* _Your task_
Lines in the records below that contain the word "ValidationError" must each be copied.

Stored data entries
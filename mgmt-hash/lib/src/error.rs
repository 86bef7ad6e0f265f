use std::fmt;

use thiserror::Error;

/// Which of the two management node credentials a password belongs to.
#[derive(Debug, Clone, Copy, PartialEq, Eq)]
pub enum PasswordRole {
    /// The web interface account (hashed with PBKDF2-SHA256).
    Web,
    /// The OS admin account (hashed with SHA-512 crypt).
    Admin,
}

impl fmt::Display for PasswordRole {
    fn fmt(&self, f: &mut fmt::Formatter<'_>) -> fmt::Result {
        match self {
            PasswordRole::Web => f.write_str("web interface password"),
            PasswordRole::Admin => f.write_str("OS admin password"),
        }
    }
}

/// A plaintext password was rejected before hashing.
#[derive(Debug, Clone, PartialEq, Eq, Error)]
pub enum ValidationError {
    /// The password has fewer characters than the required minimum.
    #[error("password must be at least {min} characters long (got {actual})")]
    TooShort { min: usize, actual: usize },
}

/// The underlying hash primitive could not complete.
#[derive(Debug, Error)]
pub enum HashingError {
    /// The operating system random source failed while generating a salt.
    #[error("failed to read from the system random source: {0}")]
    Entropy(String),

    /// A caller-supplied salt is unusable for the scheme.
    #[error("invalid salt: {0}")]
    InvalidSalt(String),

    /// The SHA-512 crypt routine returned an error.
    #[error("SHA-512 crypt failed: {0}")]
    Crypt(String),
}

/// Errors returned by [`generate`](crate::generate).
#[derive(Debug, Error)]
pub enum GenerateError {
    /// One of the two passwords failed validation; nothing was hashed.
    #[error("invalid {role}: {source}")]
    InvalidPassword {
        role: PasswordRole,
        #[source]
        source: ValidationError,
    },

    /// A hash could not be computed.
    #[error(transparent)]
    Hashing(#[from] HashingError),
}

impl GenerateError {
    /// The role of the rejected password, if this is a validation failure.
    pub fn role(&self) -> Option<PasswordRole> {
        match self {
            GenerateError::InvalidPassword { role, .. } => Some(*role),
            GenerateError::Hashing(_) => None,
        }
    }
}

* _Problem solution_
pub enum ValidationError {
        source: ValidationError,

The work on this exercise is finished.